Nobody seems to be asking what is the evidence for the effectiveness of these dietary interventions. Since virtually all the evidence on the long-term benefit of dietary and lifestyle changes suggests that there is no benefit, that is rather surprising. Decibels seem to swamp science. And the salad freaks overlook that the Eskimos lived perfectly healthy lives for thousands of years on a diet that consisted of little more than meat, fat and fish. In fact, because it is such a good energy food, they were big eaters of fat -- obtained from the blubber of marine mammals. Lucky they had no California food faddists around to harass them. And one day it might become quite an embarrassment in sunny California that fatty food protects you against skin cancer
It's war at the Santa Clara Unified School District. But parents aren't fighting over the curriculum, or over bilingual education or even over school closures. They're brawling over cupcakes -- and chocolate bars, and hamburgers and candy. School food has become a national obsession. And no place is the fixation more evident than in the Bay Area, where activists are determined to put an end to obesity and teach kids how to eat right. They're filling school yards with edible gardens, applying for grants to put salad bars in cafeterias, teaching students and parents how to cook healthful meals and replacing cookies with strawberries at school dances.
It seems simple. It's not.
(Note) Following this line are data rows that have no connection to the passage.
mod common;

use common::REPO_DESCRIPTOR;
use nodebind_proto::prost_reflect::{MessageDescriptor, Value};
use nodebind_proto::{
    decode_dynamic, deserialize, field_values, new_dynamic, serialize, to_static, DescriptorSet,
    Person, ProtoError, PERSON_FULL_NAME,
};
use nodebind_schema::{bind_inferred, SchemaError};
use pretty_assertions::assert_eq;
use proptest::prelude::*;
use prost::Message;

fn person_descriptor() -> MessageDescriptor {
    DescriptorSet::load(REPO_DESCRIPTOR)
        .unwrap()
        .find_message_by_full_name(PERSON_FULL_NAME)
        .unwrap()
}

// ── Static round trips ───────────────────────────────────────────

#[test]
fn alex_round_trips() {
    let alex = Person::new("Alex", 20);
    let bytes = serialize(&alex).unwrap();
    let back: Person = deserialize(&bytes).unwrap();
    assert_eq!(back, alex);
}

#[test]
fn unknown_fields_are_skipped() {
    // field 9, varint 1
    let mut bytes = serialize(&Person::new("Alex", 20)).unwrap();
    bytes.extend_from_slice(&[0x48, 0x01]);
    let back: Person = deserialize(&bytes).unwrap();
    assert_eq!(back, Person::new("Alex", 20));
}

#[test]
fn truncated_message_fails() {
    let bytes = serialize(&Person::new("Alex", 20)).unwrap();
    let err = deserialize::<Person>(&bytes[..3]).unwrap_err();
    assert!(matches!(err, ProtoError::Decode(_)));
}

// ── Dynamic decoding ─────────────────────────────────────────────

#[test]
fn dynamic_decode_reads_alex() {
    let bytes = serialize(&Person::new("Alex", 20)).unwrap();
    let message = decode_dynamic(person_descriptor(), &bytes).unwrap();

    assert_eq!(
        field_values(&message),
        vec![(1, Value::String("Alex".into())), (2, Value::I32(20))]
    );
    assert_eq!(message.encode_to_vec(), bytes);
}

#[test]
fn dynamic_converts_to_static() {
    let bytes = serialize(&Person::new("Alex", 20)).unwrap();
    let message = decode_dynamic(person_descriptor(), &bytes).unwrap();
    let person: Person = to_static(&message).unwrap();
    assert_eq!(person, Person::new("Alex", 20));
}

#[test]
fn empty_dynamic_has_no_set_fields() {
    let message = new_dynamic(person_descriptor());
    assert!(field_values(&message).is_empty());
    assert!(message.encode_to_vec().is_empty());
}

#[test]
fn dynamic_decode_rejects_truncated_varint() {
    // tag for field 2 (age) with no value
    let bytes = [0x10];
    assert!(matches!(
        decode_dynamic(person_descriptor(), &bytes),
        Err(ProtoError::Decode(_))
    ));
}

#[test]
fn dynamic_message_cannot_be_bound_without_schema() {
    let bytes = serialize(&Person::new("Alex", 20)).unwrap();
    let message = decode_dynamic(person_descriptor(), &bytes).unwrap();

    let err = bind_inferred(&message).unwrap_err();
    assert!(matches!(err, SchemaError::Uninferable { .. }), "{err}");
}

proptest! {
    #[test]
    fn static_round_trip(name in ".{0,32}", age in any::<i32>()) {
        let person = Person::new(name, age);
        let back: Person = deserialize(&serialize(&person).unwrap()).unwrap();
        prop_assert_eq!(back, person);
    }

    #[test]
    fn dynamic_and_static_decode_agree(name in "[a-zA-Z ]{0,24}", age in any::<i32>()) {
        let bytes = serialize(&Person::new(name.clone(), age)).unwrap();
        let message = decode_dynamic(person_descriptor(), &bytes).unwrap();

        let decoded_name = message.get_field_by_number(1).unwrap();
        let decoded_age = message.get_field_by_number(2).unwrap();
        prop_assert_eq!(decoded_name.as_str(), Some(name.as_str()));
        prop_assert_eq!(decoded_age.as_i32(), Some(age));
        prop_assert_eq!(message.encode_to_vec(), bytes);
    }
}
All agree that schools need to clean up their nutritional act, but there is bitter dissent over how it should be done and how far it should go. Some think the state, schools and corporate food companies aren't doing enough to keep fatty and sugary foods off campuses. Others believe schools are going too far -- adopting policies that are too draconian and turning teachers and administrators into the food police. And then there are the school boosters, who acknowledge the need for more nutritious meals on campus, but fear that junk food bans will cost their districts hundreds of thousands of dollars in fundraising money. "It's gotten pretty heated," said Roger Barnes, Santa Clara schools' business administrator, on the debate the district has been having since January over banning junk food 24 hours a day, seven days a week. "It's about changing the way people think and changing the culture. But that's not easy."
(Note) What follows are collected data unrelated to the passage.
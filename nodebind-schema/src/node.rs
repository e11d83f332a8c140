use std::fmt;

use serde::ser::{SerializeMap, SerializeSeq};
use serde::{Serialize, Serializer};

/// The data-model kind of a [`Node`].
#[derive(Debug, Clone, Copy, PartialEq, Eq)]
pub enum Kind {
    Null,
    Bool,
    Int,
    Float,
    String,
    Bytes,
    List,
    Map,
}

/// A data-model value, as produced from a bound view.
///
/// Maps keep the order their entries were produced in (schema field order for
/// structs); encoders decide whether to reorder them.
#[derive(Debug, Clone, PartialEq)]
pub enum Node {
    Null,
    Bool(bool),
    Int(i64),
    Float(f64),
    String(String),
    Bytes(Vec<u8>),
    List(Vec<Node>),
    Map(Vec<(String, Node)>),
}

impl Node {
    pub fn kind(&self) -> Kind {
        match self {
            Node::Null => Kind::Null,
            Node::Bool(_) => Kind::Bool,
            Node::Int(_) => Kind::Int,
            Node::Float(_) => Kind::Float,
            Node::String(_) => Kind::String,
            Node::Bytes(_) => Kind::Bytes,
            Node::List(_) => Kind::List,
            Node::Map(_) => Kind::Map,
        }
    }

    /// Looks up a map entry by key.
    pub fn get(&self, key: &str) -> Option<&Node> {
        match self {
            Node::Map(entries) => entries.iter().find(|(k, _)| k == key).map(|(_, v)| v),
            _ => None,
        }
    }

    pub fn as_str(&self) -> Option<&str> {
        match self {
            Node::String(s) => Some(s),
            _ => None,
        }
    }

    pub fn as_int(&self) -> Option<i64> {
        match self {
            Node::Int(i) => Some(*i),
            _ => None,
        }
    }

    pub fn as_list(&self) -> Option<&[Node]> {
        match self {
            Node::List(items) => Some(items),
            _ => None,
        }
    }
}

impl fmt::Display for Kind {
    fn fmt(&self, f: &mut fmt::Formatter<'_>) -> fmt::Result {
        let name = match self {
            Kind::Null => "null",
            Kind::Bool => "bool",
            Kind::Int => "int",
            Kind::Float => "float",
            Kind::String => "string",
            Kind::Bytes => "bytes",
            Kind::List => "list",
            Kind::Map => "map",
        };
        f.write_str(name)
    }
}

// Lets an already-built node be bound to a schema like any host value.
impl Serialize for Node {
    fn serialize<S: Serializer>(&self, serializer: S) -> Result<S::Ok, S::Error> {
        match self {
            Node::Null => serializer.serialize_unit(),
            Node::Bool(b) => serializer.serialize_bool(*b),
            Node::Int(i) => serializer.serialize_i64(*i),
            Node::Float(f) => serializer.serialize_f64(*f),
            Node::String(s) => serializer.serialize_str(s),
            Node::Bytes(b) => serializer.serialize_bytes(b),
            Node::List(items) => {
                let mut seq = serializer.serialize_seq(Some(items.len()))?;
                for item in items {
                    seq.serialize_element(item)?;
                }
                seq.end()
            }
            Node::Map(entries) => {
                let mut map = serializer.serialize_map(Some(entries.len()))?;
                for (k, v) in entries {
                    map.serialize_entry(k, v)?;
                }
                map.end()
            }
        }
    }
}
In recent years, California has passed some of the most stringent school food laws in the country. The state, concerned that it has the second highest rate of overweight children in the nation, passed legislation introduced by Sen. Martha Escutia, D-Whittier (Los Angeles County), that would heighten nutritional standards at schools. The law, which goes into effect July 1, 2007, says vending machine snacks sold on campus during school hours, and a half hour before and after, must meet certain requirements: No more than 35 percent of their calories can come from fat, no more than 10 percent can come from saturated fat, and no more than 35 percent of their weight can be sugar. Entrees prepared in school cafeterias must have no more than four grams of fat per 100 calories with a 400-calorie cap.....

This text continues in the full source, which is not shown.